Exercise instructions:
Copy out every line in the entries below that includes "inner".
+ + + + + + +
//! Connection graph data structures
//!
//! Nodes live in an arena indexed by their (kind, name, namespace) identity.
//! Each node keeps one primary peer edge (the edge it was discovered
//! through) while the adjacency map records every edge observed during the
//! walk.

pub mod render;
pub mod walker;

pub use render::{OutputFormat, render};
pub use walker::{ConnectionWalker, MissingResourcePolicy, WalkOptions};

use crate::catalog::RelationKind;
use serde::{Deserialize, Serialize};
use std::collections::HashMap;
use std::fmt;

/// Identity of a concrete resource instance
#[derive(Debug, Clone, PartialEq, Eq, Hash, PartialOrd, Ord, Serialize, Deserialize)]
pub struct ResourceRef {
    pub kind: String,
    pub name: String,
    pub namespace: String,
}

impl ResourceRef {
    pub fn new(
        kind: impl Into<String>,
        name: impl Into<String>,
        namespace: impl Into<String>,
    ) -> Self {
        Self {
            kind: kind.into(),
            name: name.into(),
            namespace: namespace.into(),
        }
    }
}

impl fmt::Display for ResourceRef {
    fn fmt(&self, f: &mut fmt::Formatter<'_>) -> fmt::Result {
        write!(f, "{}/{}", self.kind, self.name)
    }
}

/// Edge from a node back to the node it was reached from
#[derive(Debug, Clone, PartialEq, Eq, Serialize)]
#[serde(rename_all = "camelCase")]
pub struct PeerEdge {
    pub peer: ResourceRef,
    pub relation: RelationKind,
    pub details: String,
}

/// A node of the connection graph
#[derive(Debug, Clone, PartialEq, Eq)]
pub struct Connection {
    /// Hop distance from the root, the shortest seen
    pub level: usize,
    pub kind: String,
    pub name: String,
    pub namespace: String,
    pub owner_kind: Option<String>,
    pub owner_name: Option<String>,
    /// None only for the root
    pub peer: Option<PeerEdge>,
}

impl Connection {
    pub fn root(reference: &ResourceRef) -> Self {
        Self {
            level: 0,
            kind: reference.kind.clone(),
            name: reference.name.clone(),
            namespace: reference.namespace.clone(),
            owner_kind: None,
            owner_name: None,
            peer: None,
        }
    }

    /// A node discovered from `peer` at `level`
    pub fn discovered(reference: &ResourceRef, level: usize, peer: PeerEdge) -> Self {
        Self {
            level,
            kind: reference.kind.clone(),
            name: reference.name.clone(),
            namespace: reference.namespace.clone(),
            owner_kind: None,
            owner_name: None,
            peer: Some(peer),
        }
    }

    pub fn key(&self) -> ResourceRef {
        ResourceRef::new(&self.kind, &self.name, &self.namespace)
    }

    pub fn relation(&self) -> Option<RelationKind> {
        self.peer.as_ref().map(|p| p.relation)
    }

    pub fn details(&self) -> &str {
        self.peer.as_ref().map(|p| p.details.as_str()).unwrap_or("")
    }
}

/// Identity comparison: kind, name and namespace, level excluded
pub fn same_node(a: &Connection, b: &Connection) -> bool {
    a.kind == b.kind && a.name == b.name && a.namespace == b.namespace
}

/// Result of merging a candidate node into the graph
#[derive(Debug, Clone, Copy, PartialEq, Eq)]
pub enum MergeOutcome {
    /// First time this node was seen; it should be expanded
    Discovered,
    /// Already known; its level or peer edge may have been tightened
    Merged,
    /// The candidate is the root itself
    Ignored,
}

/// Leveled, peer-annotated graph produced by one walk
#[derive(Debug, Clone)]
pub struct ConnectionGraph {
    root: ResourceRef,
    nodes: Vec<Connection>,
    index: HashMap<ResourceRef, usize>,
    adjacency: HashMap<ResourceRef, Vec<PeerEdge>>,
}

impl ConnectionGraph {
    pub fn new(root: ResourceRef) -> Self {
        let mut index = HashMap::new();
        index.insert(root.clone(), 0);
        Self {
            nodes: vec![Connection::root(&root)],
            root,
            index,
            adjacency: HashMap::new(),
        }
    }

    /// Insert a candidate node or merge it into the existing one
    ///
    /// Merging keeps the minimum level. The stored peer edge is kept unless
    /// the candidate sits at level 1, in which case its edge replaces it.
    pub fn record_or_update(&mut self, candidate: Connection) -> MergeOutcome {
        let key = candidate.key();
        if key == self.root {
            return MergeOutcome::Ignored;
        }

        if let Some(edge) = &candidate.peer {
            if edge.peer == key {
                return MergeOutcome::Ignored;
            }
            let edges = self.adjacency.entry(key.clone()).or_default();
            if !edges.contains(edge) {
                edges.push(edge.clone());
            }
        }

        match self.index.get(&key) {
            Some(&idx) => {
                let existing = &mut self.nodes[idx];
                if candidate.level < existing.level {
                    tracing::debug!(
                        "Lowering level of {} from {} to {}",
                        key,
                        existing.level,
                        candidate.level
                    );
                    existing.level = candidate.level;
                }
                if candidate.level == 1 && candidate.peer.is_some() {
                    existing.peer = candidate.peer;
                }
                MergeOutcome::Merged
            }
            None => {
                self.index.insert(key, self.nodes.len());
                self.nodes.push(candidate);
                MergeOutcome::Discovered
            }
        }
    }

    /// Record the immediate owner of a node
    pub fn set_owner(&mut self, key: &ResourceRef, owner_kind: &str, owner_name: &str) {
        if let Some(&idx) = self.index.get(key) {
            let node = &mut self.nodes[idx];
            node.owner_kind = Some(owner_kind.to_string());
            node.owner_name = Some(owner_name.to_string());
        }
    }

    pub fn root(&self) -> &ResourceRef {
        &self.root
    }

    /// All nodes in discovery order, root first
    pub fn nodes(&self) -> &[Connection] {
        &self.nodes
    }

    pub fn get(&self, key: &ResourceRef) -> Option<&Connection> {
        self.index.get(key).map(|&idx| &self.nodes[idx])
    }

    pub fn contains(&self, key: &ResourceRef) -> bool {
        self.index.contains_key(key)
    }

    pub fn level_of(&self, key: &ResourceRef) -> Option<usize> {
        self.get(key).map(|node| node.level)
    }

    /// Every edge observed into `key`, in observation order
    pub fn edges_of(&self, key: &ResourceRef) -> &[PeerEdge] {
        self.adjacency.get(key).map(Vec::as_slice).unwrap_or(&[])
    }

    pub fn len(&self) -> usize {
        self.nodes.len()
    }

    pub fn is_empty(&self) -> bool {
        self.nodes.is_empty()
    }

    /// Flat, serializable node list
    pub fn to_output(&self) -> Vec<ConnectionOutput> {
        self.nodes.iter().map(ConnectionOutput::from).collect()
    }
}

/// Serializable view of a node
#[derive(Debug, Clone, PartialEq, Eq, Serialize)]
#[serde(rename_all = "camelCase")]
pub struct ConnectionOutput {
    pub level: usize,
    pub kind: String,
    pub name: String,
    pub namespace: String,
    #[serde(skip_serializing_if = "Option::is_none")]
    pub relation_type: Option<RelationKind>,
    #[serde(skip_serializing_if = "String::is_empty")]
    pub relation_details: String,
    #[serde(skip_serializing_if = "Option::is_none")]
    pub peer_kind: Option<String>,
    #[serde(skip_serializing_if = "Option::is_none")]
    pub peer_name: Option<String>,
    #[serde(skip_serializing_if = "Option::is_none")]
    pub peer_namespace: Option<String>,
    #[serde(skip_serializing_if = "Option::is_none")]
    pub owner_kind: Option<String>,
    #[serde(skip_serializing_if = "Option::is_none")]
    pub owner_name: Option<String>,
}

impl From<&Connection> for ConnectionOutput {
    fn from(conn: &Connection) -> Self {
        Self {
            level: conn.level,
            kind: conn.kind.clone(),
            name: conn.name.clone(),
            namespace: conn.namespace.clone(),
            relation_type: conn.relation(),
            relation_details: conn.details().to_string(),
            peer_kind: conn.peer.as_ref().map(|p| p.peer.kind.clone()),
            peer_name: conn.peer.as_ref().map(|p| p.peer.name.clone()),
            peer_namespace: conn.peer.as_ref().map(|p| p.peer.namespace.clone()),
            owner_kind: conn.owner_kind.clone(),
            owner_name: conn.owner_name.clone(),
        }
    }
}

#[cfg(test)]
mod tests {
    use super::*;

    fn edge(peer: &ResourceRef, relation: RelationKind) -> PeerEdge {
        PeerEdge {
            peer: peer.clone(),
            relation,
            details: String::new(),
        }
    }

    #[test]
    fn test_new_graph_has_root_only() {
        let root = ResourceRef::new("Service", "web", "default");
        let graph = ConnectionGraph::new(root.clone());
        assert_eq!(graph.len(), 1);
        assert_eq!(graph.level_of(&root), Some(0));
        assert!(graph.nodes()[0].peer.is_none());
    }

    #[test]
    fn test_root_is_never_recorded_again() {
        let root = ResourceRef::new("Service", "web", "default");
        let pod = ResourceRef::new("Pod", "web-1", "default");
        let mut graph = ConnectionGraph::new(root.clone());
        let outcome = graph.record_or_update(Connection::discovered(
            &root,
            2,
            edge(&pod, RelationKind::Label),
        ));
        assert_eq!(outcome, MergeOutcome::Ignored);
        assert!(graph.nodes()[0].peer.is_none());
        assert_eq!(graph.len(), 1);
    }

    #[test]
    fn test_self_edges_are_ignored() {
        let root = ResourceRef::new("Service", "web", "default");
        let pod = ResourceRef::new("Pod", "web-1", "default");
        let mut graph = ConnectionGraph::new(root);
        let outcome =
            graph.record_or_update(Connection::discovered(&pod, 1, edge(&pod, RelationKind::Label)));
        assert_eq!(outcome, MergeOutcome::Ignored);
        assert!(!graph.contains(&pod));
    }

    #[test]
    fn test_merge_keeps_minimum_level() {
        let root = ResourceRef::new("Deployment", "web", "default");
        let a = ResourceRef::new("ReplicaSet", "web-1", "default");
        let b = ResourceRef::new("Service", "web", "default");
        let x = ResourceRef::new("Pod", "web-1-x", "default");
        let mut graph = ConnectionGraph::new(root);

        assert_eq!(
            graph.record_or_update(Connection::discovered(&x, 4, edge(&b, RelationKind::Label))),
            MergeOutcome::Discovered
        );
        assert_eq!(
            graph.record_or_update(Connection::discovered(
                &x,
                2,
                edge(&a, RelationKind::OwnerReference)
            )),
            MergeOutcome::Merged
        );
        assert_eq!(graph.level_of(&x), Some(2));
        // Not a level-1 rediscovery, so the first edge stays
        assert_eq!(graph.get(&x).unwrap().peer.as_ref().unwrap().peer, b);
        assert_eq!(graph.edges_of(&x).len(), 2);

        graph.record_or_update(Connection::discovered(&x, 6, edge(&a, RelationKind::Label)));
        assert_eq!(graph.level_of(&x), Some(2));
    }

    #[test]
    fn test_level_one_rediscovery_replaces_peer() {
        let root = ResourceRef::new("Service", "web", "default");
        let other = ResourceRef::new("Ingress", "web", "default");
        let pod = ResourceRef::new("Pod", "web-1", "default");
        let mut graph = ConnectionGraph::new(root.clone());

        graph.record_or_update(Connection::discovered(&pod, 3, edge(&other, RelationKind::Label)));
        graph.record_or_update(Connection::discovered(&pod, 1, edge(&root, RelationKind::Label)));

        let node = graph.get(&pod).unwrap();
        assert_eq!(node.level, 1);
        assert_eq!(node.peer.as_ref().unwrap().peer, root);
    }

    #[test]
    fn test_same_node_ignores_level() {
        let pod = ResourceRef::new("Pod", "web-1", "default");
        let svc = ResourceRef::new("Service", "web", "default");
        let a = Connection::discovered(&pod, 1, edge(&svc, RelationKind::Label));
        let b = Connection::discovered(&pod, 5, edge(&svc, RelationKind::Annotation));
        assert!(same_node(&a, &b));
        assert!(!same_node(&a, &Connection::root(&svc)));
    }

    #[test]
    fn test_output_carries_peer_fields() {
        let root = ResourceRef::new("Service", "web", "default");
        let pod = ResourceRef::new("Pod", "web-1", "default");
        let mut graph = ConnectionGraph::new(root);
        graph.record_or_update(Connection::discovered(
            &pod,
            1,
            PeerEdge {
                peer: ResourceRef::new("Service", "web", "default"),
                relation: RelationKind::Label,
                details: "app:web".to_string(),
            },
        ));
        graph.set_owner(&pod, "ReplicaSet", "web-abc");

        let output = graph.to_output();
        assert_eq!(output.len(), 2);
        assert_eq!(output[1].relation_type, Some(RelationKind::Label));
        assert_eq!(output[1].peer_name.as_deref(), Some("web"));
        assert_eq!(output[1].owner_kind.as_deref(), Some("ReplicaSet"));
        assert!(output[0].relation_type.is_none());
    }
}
+ + + + + + +
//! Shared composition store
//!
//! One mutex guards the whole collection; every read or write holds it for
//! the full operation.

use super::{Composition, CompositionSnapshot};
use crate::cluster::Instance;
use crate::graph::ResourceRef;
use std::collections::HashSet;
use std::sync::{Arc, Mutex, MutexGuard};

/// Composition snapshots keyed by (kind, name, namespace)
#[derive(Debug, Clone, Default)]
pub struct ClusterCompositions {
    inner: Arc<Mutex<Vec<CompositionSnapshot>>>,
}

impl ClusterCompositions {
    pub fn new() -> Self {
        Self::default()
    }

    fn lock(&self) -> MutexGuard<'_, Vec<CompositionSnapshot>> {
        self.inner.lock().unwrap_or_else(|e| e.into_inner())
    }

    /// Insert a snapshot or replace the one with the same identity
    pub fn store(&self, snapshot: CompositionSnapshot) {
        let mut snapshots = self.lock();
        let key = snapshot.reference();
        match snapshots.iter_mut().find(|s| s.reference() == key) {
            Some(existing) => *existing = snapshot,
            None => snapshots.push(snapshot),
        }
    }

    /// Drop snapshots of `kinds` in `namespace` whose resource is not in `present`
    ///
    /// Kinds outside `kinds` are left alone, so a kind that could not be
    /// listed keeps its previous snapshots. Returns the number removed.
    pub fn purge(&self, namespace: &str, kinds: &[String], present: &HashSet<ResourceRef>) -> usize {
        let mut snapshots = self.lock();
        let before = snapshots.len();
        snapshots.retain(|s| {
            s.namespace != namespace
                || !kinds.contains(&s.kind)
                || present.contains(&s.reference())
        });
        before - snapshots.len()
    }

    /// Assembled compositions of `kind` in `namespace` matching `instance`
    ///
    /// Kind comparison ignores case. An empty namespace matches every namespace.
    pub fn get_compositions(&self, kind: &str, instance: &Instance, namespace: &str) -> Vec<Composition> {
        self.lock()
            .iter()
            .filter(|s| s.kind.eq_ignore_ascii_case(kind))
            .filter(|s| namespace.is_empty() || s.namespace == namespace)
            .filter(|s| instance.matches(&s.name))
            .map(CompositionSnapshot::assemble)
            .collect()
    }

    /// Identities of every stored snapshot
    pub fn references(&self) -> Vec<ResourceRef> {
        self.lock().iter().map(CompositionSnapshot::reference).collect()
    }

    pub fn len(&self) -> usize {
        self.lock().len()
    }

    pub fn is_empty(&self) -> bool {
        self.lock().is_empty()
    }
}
+ + + + + + +
Solution for this problem:
    inner: Arc<Mutex<Vec<CompositionSnapshot>>>,
        self.inner.lock().unwrap_or_else(|e| e.into_inner())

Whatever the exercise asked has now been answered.